Given records |
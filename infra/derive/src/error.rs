use fxhash::FxHashSet;
use proc_macro2::TokenStream;
use quote::{format_ident, quote};
use syn::{
    Attribute, Data, DeriveInput, Field, FieldsNamed, GenericArgument, Ident, PathArguments,
    Type, Variant,
};

const INTERNAL: &str = "Internal";

/// Parsed view of one enum variant.
struct ErrorVariant<'a> {
    ident: &'a Ident,
    source: Option<(&'a Ident, &'a Type)>,
    has_context: bool,
    cfg: Vec<&'a Attribute>,
}

impl ErrorVariant<'_> {
    fn is_internal(&self) -> bool {
        self.ident == INTERNAL
    }
}

pub fn expand(input: DeriveInput) -> TokenStream {
    match try_expand(&input) {
        Ok(tokens) => tokens,
        Err(err) => err.to_compile_error(),
    }
}

fn try_expand(input: &DeriveInput) -> syn::Result<TokenStream> {
    let Data::Enum(data) = &input.data else {
        return Err(syn::Error::new_spanned(&input.ident, "folio_error can only be applied to enums"));
    };

    let variants = data.variants.iter().map(parse_variant).collect::<syn::Result<Vec<_>>>()?;

    if let Some(v) = variants.iter().find(|v| v.source.is_some() && !v.has_context) {
        return Err(syn::Error::new_spanned(
            v.ident,
            "folio_error requires `context: Option<Cow<'static, str>>` next to a source field",
        ));
    }

    let name = &input.ident;
    let ext = format_ident!("{}Ext", name);

    let derives = missing_derives(&input.attrs);
    let context_trait = context_trait(name, &ext, &variants);
    let source_impls = variants.iter().filter_map(|v| source_impl(name, &ext, v));
    let internal_impls = variants.iter().find(|v| v.is_internal()).map(|v| internal_impls(name, v));

    Ok(quote! {
        #[allow(non_shorthand_field_patterns)]
        #derives
        #input

        #context_trait
        #(#source_impls)*
        #internal_impls

        #[allow(dead_code)]
        fn format_context(context: &Option<std::borrow::Cow<'static, str>>) -> std::borrow::Cow<'static, str> {
            match context {
                Some(c) => std::borrow::Cow::Owned(format!(" ({c})")),
                None => std::borrow::Cow::Borrowed(""),
            }
        }
    })
}

fn parse_variant(variant: &Variant) -> syn::Result<ErrorVariant<'_>> {
    let syn::Fields::Named(fields) = &variant.fields else {
        return Err(syn::Error::new_spanned(
            &variant.ident,
            "folio_error variants must use named fields (source/context are wired by name)",
        ));
    };

    let has_context = context_field(fields)?.is_some();
    let source = fields
        .named
        .iter()
        .find(|f| is_source_field(f))
        .and_then(|f| f.ident.as_ref().map(|ident| (ident, &f.ty)));

    Ok(ErrorVariant {
        ident: &variant.ident,
        source,
        has_context,
        cfg: variant.attrs.iter().filter(|a| a.path().is_ident("cfg")).collect(),
    })
}

fn context_field(fields: &FieldsNamed) -> syn::Result<Option<&Field>> {
    let Some(field) =
        fields.named.iter().find(|f| f.ident.as_ref().is_some_and(|i| i == "context"))
    else {
        return Ok(None);
    };

    if is_optional_static_cow(&field.ty) {
        Ok(Some(field))
    } else {
        Err(syn::Error::new_spanned(&field.ty, "context field must be Option<Cow<'static, str>>"))
    }
}

fn is_source_field(field: &Field) -> bool {
    field.ident.as_ref().is_some_and(|i| i == "source")
        || field.attrs.iter().any(|a| a.path().is_ident("source") || a.path().is_ident("from"))
}

fn missing_derives(attrs: &[Attribute]) -> TokenStream {
    let mut present = FxHashSet::default();
    for attr in attrs.iter().filter(|a| a.path().is_ident("derive")) {
        let _ = attr.parse_nested_meta(|meta| {
            if let Some(last) = meta.path.segments.last() {
                present.insert(last.ident.to_string());
            }
            Ok(())
        });
    }

    let mut wanted = Vec::new();
    if !present.contains("Debug") {
        wanted.push(quote! { Debug });
    }
    if !present.contains("Error") {
        wanted.push(quote! { ::thiserror::Error });
    }

    if wanted.is_empty() { quote! {} } else { quote! { #[derive(#(#wanted),*)] } }
}

fn context_trait(name: &Ident, ext: &Ident, variants: &[ErrorVariant<'_>]) -> TokenStream {
    let arms = variants.iter().filter(|v| v.has_context).map(|v| {
        let ident = v.ident;
        let cfg = &v.cfg;
        quote! { #(#cfg)* #name::#ident { context: slot, .. } => *slot = Some(context.into()), }
    });

    quote! {
        pub trait #ext<T> {
            fn context(self, context: impl Into<std::borrow::Cow<'static, str>>) -> Result<T, #name>;
        }

        #[automatically_derived]
        impl<T> #ext<T> for Result<T, #name> {
            #[inline]
            fn context(self, context: impl Into<std::borrow::Cow<'static, str>>) -> Self {
                self.map_err(|mut err| {
                    match &mut err {
                        #(#arms)*
                        _ => {}
                    }
                    err
                })
            }
        }
    }
}

fn source_impl(name: &Ident, ext: &Ident, v: &ErrorVariant<'_>) -> Option<TokenStream> {
    if v.is_internal() {
        return None;
    }
    let (field, ty) = v.source?;
    let ident = v.ident;
    let cfg = &v.cfg;

    Some(quote! {
        #(#cfg)*
        #[automatically_derived]
        impl From<#ty> for #name {
            #[inline]
            fn from(#field: #ty) -> Self {
                Self::#ident { #field, context: None }
            }
        }

        #(#cfg)*
        impl<T> #ext<T> for std::result::Result<T, #ty> {
            #[inline]
            fn context(self, context: impl Into<std::borrow::Cow<'static, str>>) -> std::result::Result<T, #name> {
                self.map_err(|#field| #name::#ident { #field, context: Some(context.into()) })
            }
        }
    })
}

fn internal_impls(name: &Ident, v: &ErrorVariant<'_>) -> TokenStream {
    let cfg = &v.cfg;
    quote! {
        #(#cfg)*
        impl From<&'static str> for #name {
            #[inline]
            fn from(message: &'static str) -> Self {
                Self::Internal { message: std::borrow::Cow::Borrowed(message), context: None }
            }
        }

        #(#cfg)*
        impl From<String> for #name {
            #[inline]
            fn from(message: String) -> Self {
                Self::Internal { message: std::borrow::Cow::Owned(message), context: None }
            }
        }
    }
}

/// Matches `Option<Cow<'static, str>>` by the last path segment of each type.
fn is_optional_static_cow(ty: &Type) -> bool {
    let Some(inner) = single_generic(ty, "Option") else {
        return false;
    };
    let Type::Path(path) = inner else {
        return false;
    };
    let Some(cow) = path.path.segments.last().filter(|s| s.ident == "Cow") else {
        return false;
    };
    let PathArguments::AngleBracketed(args) = &cow.arguments else {
        return false;
    };

    let mut args = args.args.iter();
    let lifetime_ok =
        matches!(args.next(), Some(GenericArgument::Lifetime(lt)) if lt.ident == "static");
    let str_ok = matches!(
        args.next(),
        Some(GenericArgument::Type(Type::Path(p)))
            if p.path.segments.last().is_some_and(|s| s.ident == "str")
    );

    lifetime_ok && str_ok
}

fn single_generic<'a>(ty: &'a Type, wrapper: &str) -> Option<&'a Type> {
    let Type::Path(path) = ty else {
        return None;
    };
    let segment = path.path.segments.last().filter(|s| s.ident == wrapper)?;
    let PathArguments::AngleBracketed(args) = &segment.arguments else {
        return None;
    };
    match args.args.first()? {
        GenericArgument::Type(inner) => Some(inner),
        _ => None,
    }
}

#[cfg(test)]
mod tests {
    use super::*;
    use syn::parse_quote;

    fn message(input: &DeriveInput) -> String {
        try_expand(input).err().map(|e| e.to_string()).unwrap_or_default()
    }

    #[test]
    fn accepts_source_and_internal_variants() {
        let input: DeriveInput = parse_quote! {
            pub enum DemoError {
                #[error("io")]
                Io { source: std::io::Error, context: Option<Cow<'static, str>> },
                #[error("internal")]
                Internal { message: Cow<'static, str>, context: Option<Cow<'static, str>> },
            }
        };

        let out = try_expand(&input).expect("valid enum expands").to_string();
        assert!(out.contains("DemoErrorExt"));
        // io::Error, &'static str and String
        assert_eq!(out.matches("impl From").count(), 3);
    }

    #[test]
    fn keeps_existing_derives() {
        let input: DeriveInput = parse_quote! {
            #[derive(Debug)]
            pub enum DemoError {
                #[error("plain")]
                Plain { context: Option<Cow<'static, str>> },
            }
        };

        let out = try_expand(&input).expect("valid enum expands").to_string();
        assert_eq!(out.matches("Debug").count(), 1);
    }

    #[test]
    fn rejects_source_without_context() {
        let input: DeriveInput = parse_quote! {
            pub enum DemoError {
                #[error("io")]
                Io { source: std::io::Error },
            }
        };
        assert!(message(&input).contains("requires `context"));
    }

    #[test]
    fn rejects_tuple_variants() {
        let input: DeriveInput = parse_quote! {
            pub enum DemoError {
                #[error("io")]
                Io(std::io::Error),
            }
        };
        assert!(message(&input).contains("named fields"));
    }

    #[test]
    fn rejects_wrong_context_type() {
        let input: DeriveInput = parse_quote! {
            pub enum DemoError {
                #[error("bad")]
                Bad { context: Option<String> },
            }
        };
        assert!(message(&input).contains("Option<Cow<'static, str>>"));
    }

    #[test]
    fn rejects_structs() {
        let input: DeriveInput = parse_quote! {
            pub struct NotAnEnum { context: Option<Cow<'static, str>> }
        };
        assert!(message(&input).contains("only be applied to enums"));
    }
}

Exercise requirements |
Lines that contain "inner" are to be copied from the records above.

Response |
    let Some(inner) = single_generic(ty, "Option") else {
    let Type::Path(path) = inner else {
        GenericArgument::Type(inner) => Some(inner),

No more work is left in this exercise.